◆ **Data listing**
╔══

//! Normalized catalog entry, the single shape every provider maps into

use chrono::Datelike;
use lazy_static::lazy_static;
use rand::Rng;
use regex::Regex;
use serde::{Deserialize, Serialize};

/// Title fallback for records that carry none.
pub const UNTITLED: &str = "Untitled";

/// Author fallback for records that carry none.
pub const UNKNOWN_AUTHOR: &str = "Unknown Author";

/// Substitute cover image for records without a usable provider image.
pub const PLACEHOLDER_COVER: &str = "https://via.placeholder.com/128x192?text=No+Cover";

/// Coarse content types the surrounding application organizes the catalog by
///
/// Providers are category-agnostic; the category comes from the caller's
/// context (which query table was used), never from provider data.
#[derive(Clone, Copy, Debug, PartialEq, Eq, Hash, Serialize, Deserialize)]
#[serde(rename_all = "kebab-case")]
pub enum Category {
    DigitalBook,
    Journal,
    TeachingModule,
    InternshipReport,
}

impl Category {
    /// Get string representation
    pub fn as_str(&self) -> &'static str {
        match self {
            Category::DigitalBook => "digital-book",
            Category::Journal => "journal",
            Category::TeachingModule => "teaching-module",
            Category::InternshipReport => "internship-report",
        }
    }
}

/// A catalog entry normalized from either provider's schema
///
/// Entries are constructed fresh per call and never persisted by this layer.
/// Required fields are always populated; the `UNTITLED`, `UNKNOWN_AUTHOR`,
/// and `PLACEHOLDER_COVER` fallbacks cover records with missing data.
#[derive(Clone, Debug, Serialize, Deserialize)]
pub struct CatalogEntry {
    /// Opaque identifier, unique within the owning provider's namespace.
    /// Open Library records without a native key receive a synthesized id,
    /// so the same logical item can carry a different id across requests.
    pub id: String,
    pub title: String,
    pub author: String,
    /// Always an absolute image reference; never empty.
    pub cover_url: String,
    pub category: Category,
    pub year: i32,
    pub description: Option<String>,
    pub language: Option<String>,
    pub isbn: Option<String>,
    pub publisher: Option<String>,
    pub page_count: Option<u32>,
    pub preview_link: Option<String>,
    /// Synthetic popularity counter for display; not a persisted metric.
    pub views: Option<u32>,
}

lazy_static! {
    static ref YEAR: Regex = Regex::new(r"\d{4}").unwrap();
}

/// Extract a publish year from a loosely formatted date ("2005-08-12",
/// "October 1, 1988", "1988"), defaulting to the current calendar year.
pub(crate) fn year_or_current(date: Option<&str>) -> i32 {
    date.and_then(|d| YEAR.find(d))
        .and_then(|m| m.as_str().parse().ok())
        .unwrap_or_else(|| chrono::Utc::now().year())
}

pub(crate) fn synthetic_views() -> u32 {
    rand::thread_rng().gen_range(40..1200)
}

╚══

Go through the data, and copy each line in which the word "image" appears.

/// Substitute cover image for records without a usable provider image.
    /// Always an absolute image reference; never empty.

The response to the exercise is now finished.